* Brief *
Could the data underneath be repeated exactly, in full?

* Exercise data *
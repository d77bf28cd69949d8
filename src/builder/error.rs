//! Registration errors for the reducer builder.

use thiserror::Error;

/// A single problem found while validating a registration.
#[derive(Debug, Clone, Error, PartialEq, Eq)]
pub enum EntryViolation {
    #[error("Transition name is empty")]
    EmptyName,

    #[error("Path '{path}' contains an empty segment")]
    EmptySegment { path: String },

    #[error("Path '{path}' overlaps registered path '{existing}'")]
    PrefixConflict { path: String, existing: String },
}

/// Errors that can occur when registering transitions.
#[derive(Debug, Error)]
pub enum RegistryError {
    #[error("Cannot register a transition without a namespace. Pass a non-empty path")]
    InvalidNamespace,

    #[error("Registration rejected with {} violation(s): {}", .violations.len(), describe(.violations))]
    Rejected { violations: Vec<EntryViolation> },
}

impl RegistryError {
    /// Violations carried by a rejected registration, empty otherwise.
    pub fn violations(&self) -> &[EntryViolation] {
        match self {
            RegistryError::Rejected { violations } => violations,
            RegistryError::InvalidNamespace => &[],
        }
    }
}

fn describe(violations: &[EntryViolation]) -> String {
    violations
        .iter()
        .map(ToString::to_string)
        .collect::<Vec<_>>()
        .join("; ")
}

* Completed exercise *
repository d77bf28cd69949d8
filename src/builder/error.rs
//! Registration errors for the reducer builder.

use thiserror::Error;

/// A single problem found while validating a registration.
#[derive(Debug, Clone, Error, PartialEq, Eq)]
pub enum EntryViolation {
    #[error("Transition name is empty")]
    EmptyName,

    #[error("Path '{path}' contains an empty segment")]
    EmptySegment { path: String },

    #[error("Path '{path}' overlaps registered path '{existing}'")]
    PrefixConflict { path: String, existing: String },
}

/// Errors that can occur when registering transitions.
#[derive(Debug, Error)]
pub enum RegistryError {
    #[error("Cannot register a transition without a namespace. Pass a non-empty path")]
    InvalidNamespace,

    #[error("Registration rejected with {} violation(s): {}", .violations.len(), describe(.violations))]
    Rejected { violations: Vec<EntryViolation> },
}

impl RegistryError {
    /// Violations carried by a rejected registration, empty otherwise.
    pub fn violations(&self) -> &[EntryViolation] {
        match self {
            RegistryError::Rejected { violations } => violations,
            RegistryError::InvalidNamespace => &[],
        }
    }
}

fn describe(violations: &[EntryViolation]) -> String {
    violations
        .iter()
        .map(ToString::to_string)
        .collect::<Vec<_>>()
        .join("; ")
}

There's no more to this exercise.